▶ **Data to use**:
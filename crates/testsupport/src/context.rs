//! Test execution context and database state management.
//!
//! Provides helpers for creating isolated test environments with temporary
//! storage, catalog, buffer pool, and WAL. Each test gets its own clean state
//! that is automatically cleaned up on drop.

use catalog::{Catalog, Column};
use common::{DbResult, Row, TableId};
use executor::ExecutionContext;
use std::path::{Path, PathBuf};
use storage::HeapTable;
use tempfile::TempDir;

/// A test execution context with isolated temporary storage.
///
/// This struct manages the lifecycle of all database components needed for testing:
/// - Temporary directory for storage files
/// - Catalog for schema metadata
/// - Buffer pool (FilePager) for page caching
/// - Write-ahead log for durability
///
/// All components are automatically cleaned up when the context is dropped.
///
/// # Example
///
/// ```
/// use testsupport::prelude::*;
///
/// let mut ctx = TestContext::new().unwrap();
/// let mut exec_ctx = ctx.execution_context();
///
/// // Use exec_ctx for query execution
/// // All temporary files are cleaned up when ctx is dropped
/// ```
pub struct TestContext {
    _temp_dir: TempDir,
    catalog: &'static mut Catalog,
    pager: &'static mut buffer::FilePager,
    wal: &'static mut wal::Wal,
    data_dir: PathBuf,
}

impl TestContext {
    /// Create a new test context with default configuration.
    ///
    /// Creates a temporary directory and initializes all database components
    /// with default settings suitable for testing.
    pub fn new() -> DbResult<Self> {
        let temp_dir = tempfile::tempdir()?;
        Self::with_dir(temp_dir)
    }

    /// Create a test context using an existing temporary directory.
    ///
    /// This is useful when you need control over the temp directory lifecycle
    /// or want to inspect files after the test completes.
    pub fn with_dir(temp_dir: TempDir) -> DbResult<Self> {
        let _ = tracing_subscriber::fmt()
            .with_env_filter(tracing_subscriber::EnvFilter::from_default_env())
            .with_test_writer()
            .try_init();

        let catalog = Box::leak(Box::new(Catalog::new()));
        let pager = Box::leak(Box::new(buffer::FilePager::new(temp_dir.path(), 10)));
        let wal_path = temp_dir.path().join("test.wal");
        let wal = Box::leak(Box::new(wal::Wal::open(&wal_path)?));

        Ok(Self {
            data_dir: temp_dir.path().to_path_buf(),
            _temp_dir: temp_dir,
            catalog: &mut *catalog,
            pager,
            wal,
        })
    }

    /// Create a test context with a pre-populated catalog.
    ///
    /// This is useful when tests need specific tables or indexes to already exist.
    ///
    /// # Example
    ///
    /// ```
    /// use catalog::{Catalog, Column};
    /// use types::SqlType;
    /// use testsupport::prelude::*;
    ///
    /// let mut catalog = Catalog::new();
    /// catalog.create_table("users", vec![
    ///     Column::new("id", SqlType::Int64),
    ///     Column::new("name", SqlType::Text),
    /// ], None).unwrap();
    ///
    /// let ctx = TestContext::with_catalog(catalog).unwrap();
    /// ```
    pub fn with_catalog(catalog: Catalog) -> DbResult<Self> {
        let temp_dir = tempfile::tempdir()?;
        let catalog = Box::leak(Box::new(catalog));
        let pager = Box::leak(Box::new(buffer::FilePager::new(temp_dir.path(), 10)));
        let wal_path = temp_dir.path().join("test.wal");
        let wal = Box::leak(Box::new(wal::Wal::open(&wal_path)?));

        Ok(Self {
            data_dir: temp_dir.path().to_path_buf(),
            _temp_dir: temp_dir,
            catalog: &mut *catalog,
            pager,
            wal,
        })
    }

    /// Get an execution context for running queries.
    ///
    /// The returned context borrows from this TestContext and can be used
    /// to execute queries via the executor.
    pub fn execution_context(&mut self) -> ExecutionContext<'_> {
        ExecutionContext::new(self.catalog, self.pager, self.wal, self.data_dir.clone())
    }

    /// Get the path to the data directory.
    pub fn data_dir(&self) -> &Path {
        &self.data_dir
    }

    /// Get a reference to the catalog.
    pub fn catalog(&self) -> &Catalog {
        self.catalog
    }

    /// Get a mutable reference to the catalog.
    pub fn catalog_mut(&mut self) -> &mut Catalog {
        self.catalog
    }
}

/// Helper function to create a basic test catalog with a simple table.
///
/// Creates a catalog with a "users" table containing:
/// - id: INT (column 0)
/// - name: TEXT (column 1)
/// - age: INT (column 2)
///
/// This is useful for basic tests that don't need complex schemas.
pub fn create_simple_catalog() -> Catalog {
    let mut catalog = Catalog::new();
    catalog
        .create_table(
            "users",
            vec![
                Column::new("id".to_string(), types::SqlType::Int64),
                Column::new("name".to_string(), types::SqlType::Text),
                Column::new("age".to_string(), types::SqlType::Int64),
            ],
            None,
        )
        .expect("Failed to create users table");
    catalog
}

/// Helper function to insert test rows into a table.
///
/// This is a convenience function for tests that need to populate tables
/// with data before running queries.
///
/// # Example
///
/// ```no_run
/// use common::{Row, TableId};
/// use types::Value;
/// use testsupport::prelude::*;
///
/// let mut ctx = TestContext::new().unwrap();
/// let mut exec_ctx = ctx.execution_context();
///
/// let rows = vec![
///     Row::new(vec![Value::Int64(1), Value::Text("Alice".into()), Value::Int64(30)]),
///     Row::new(vec![Value::Int64(2), Value::Text("Bob".into()), Value::Int64(25)]),
/// ];
///
/// insert_test_rows(&mut exec_ctx, TableId(1), rows).unwrap();
/// ```
pub fn insert_test_rows(
    ctx: &mut ExecutionContext,
    table_id: TableId,
    rows: Vec<Row>,
) -> DbResult<()> {
    let mut heap_table = ctx.heap_table(table_id)?;
    for row in rows {
        heap_table.insert(&row)?;
    }
    Ok(())
}

#[cfg(test)]
mod tests {
    use super::*;

    #[test]
    fn test_context_creation() {
        let ctx = TestContext::new();
        assert!(ctx.is_ok());
    }

    #[test]
    fn test_context_with_catalog() {
        let catalog = create_simple_catalog();
        let ctx = TestContext::with_catalog(catalog);
        assert!(ctx.is_ok());

        let ctx = ctx.unwrap();
        assert!(ctx.catalog().table("users").is_ok());
    }

    #[test]
    fn test_execution_context() {
        let mut ctx = TestContext::new().unwrap();
        let _exec_ctx = ctx.execution_context();
        // Just verify we can create an execution context
    }

    #[test]
    fn test_simple_catalog() {
        let catalog = create_simple_catalog();
        let table = catalog.table("users").unwrap();
        assert_eq!(table.name, "users");
        assert_eq!(table.schema.columns().len(), 3);
    }
}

▶ **Exercise aim**:
From the data, pick out every line that includes "queries".

▶ **Answer box**:
    /// Get an execution context for running queries.
    /// to execute queries via the executor.
/// with data before running queries.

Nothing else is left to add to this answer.